Here is a question from Thomas. I subscribe to your audio podcast and YouTube, but I can never find the Happy Hour edition on YouTube. Am I looking in the wrong place or do you not publish it with video? If the latter, why? Thomas actually might not hear this one if he doesn't listen to Happy Hour. But Happy Hour is just on the podcast feed. And this is actually also, Nicole says, we need the Megan Kelly Wrap Up Show in podcast form. Megan Kelly Wrapup Show, 2 to 3 p.m. live. You can probably tell I love doing live content. But that is,
is if you have Serious XM, if you have a serious subscription, you don't have to listen to it live.

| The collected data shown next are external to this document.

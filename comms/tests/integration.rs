use comms::{MAX_FRAME_LEN, Partition, WorkerResult};
use tokio::io::{self, AsyncReadExt, AsyncWriteExt};

#[tokio::test]
async fn frames_are_length_prefixed_big_endian_words() {
    let (coord, mut worker) = io::duplex(64);

    let (rx, tx) = io::split(coord);
    let (_, mut coord_tx) = comms::channel(rx, tx);

    coord_tx.send(&Partition::new(2, 258)).await.unwrap();
    coord_tx.close().await.unwrap();

    let mut wire = Vec::new();
    worker.read_to_end(&mut wire).await.unwrap();

    let mut expected = 16u64.to_be_bytes().to_vec();
    expected.extend_from_slice(&2u64.to_be_bytes());
    expected.extend_from_slice(&258u64.to_be_bytes());
    assert_eq!(wire, expected);
}

#[tokio::test]
async fn result_frame_sent_by_hand_is_understood() {
    let (coord, mut worker) = io::duplex(64);

    let (rx, tx) = io::split(coord);
    let (mut coord_rx, _) = comms::channel(rx, tx);

    worker.write_all(&8u64.to_be_bytes()).await.unwrap();
    worker.write_all(&7u64.to_be_bytes()).await.unwrap();

    let result: WorkerResult = coord_rx.recv().await.unwrap();
    assert_eq!(result, WorkerResult::new(7));
}

#[tokio::test]
async fn partition_then_result_over_one_duplex() {
    let (coord, worker) = io::duplex(64);

    let (rx, tx) = io::split(coord);
    let (mut coord_rx, mut coord_tx) = comms::channel(rx, tx);
    let (rx, tx) = io::split(worker);
    let (mut worker_rx, mut worker_tx) = comms::channel(rx, tx);

    coord_tx.send(&Partition::new(10, 5)).await.unwrap();
    let partition: Partition = worker_rx.recv().await.unwrap();
    assert_eq!(partition.range(), 10..15);

    worker_tx.send(&WorkerResult::new(4)).await.unwrap();
    let result: WorkerResult = coord_rx.recv().await.unwrap();
    assert_eq!(result.correct_count, 4);
}

#[tokio::test]
async fn closed_peer_is_unexpected_eof() {
    let (coord, worker) = io::duplex(64);

    let (rx, tx) = io::split(coord);
    let (mut coord_rx, _coord_tx) = comms::channel(rx, tx);
    drop(worker);

    let err = coord_rx.recv::<WorkerResult>().await.unwrap_err();
    assert_eq!(err.kind(), io::ErrorKind::UnexpectedEof);
}

#[tokio::test]
async fn mismatched_message_shape_is_rejected() {
    let (coord, worker) = io::duplex(64);

    let (rx, tx) = io::split(coord);
    let (mut coord_rx, _) = comms::channel(rx, tx);
    let (rx, tx) = io::split(worker);
    let (_, mut worker_tx) = comms::channel(rx, tx);

    // A partition sent where a result is expected.
    worker_tx.send(&Partition::new(1, 2)).await.unwrap();

    let err = coord_rx.recv::<WorkerResult>().await.unwrap_err();
    assert_eq!(err.kind(), io::ErrorKind::InvalidData);
}

#[tokio::test]
async fn oversized_frame_is_rejected_before_reading_payload() {
    let (coord, mut worker) = io::duplex(64);

    let (rx, tx) = io::split(coord);
    let (mut coord_rx, _) = comms::channel(rx, tx);

    let len = (MAX_FRAME_LEN as u64 + 1).to_be_bytes();
    worker.write_all(&len).await.unwrap();

    let err = coord_rx.recv::<WorkerResult>().await.unwrap_err();
    assert_eq!(err.kind(), io::ErrorKind::InvalidData);
}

You can click on it any time of day. It'll be there. You can go back and listen to it.
That's how the Serious app works. It's super, super cool. I love that. But happy hour. We do it as a
podcast, honestly, because we have a lot of YouTube momentum, but no, there are probably a lot of
people who think of it as a YouTube show because it's live. And like late night, we think of it
as kind of late night TV, right? It's on at 10 p.m. So if you're looking for that late night content,
we want to be there for you live with that live energy. But Happy Hour is just for podcast listeners
for now. I mean, that easily could change. But it's just for podcast listeners for now as a reminder
that we also are here on the podcast format. I'm a big podcast listener. I probably listen to more
than I watch. And so, you know, we thought it was a good way to just be more and more in the podcast
space. So then podcasts also people like, if you're a big listener, a lot of people like to have
something that's more than two days a week. As a podcast listener, again, you can kind of bake it
into your routine. So that's one of the reasons that we do it on podcast because it lets us be
in your feed more often and remind you that we're also a podcast, which is very fun too. Again,
I'm a big podcast listener. Okay, Dunn sends in a message here about Trump and
Muhammad bin Salman, who's obviously at the White House this week. Dunn says,
it is not favorable defending Salman regarding the death slash killing of a journalist.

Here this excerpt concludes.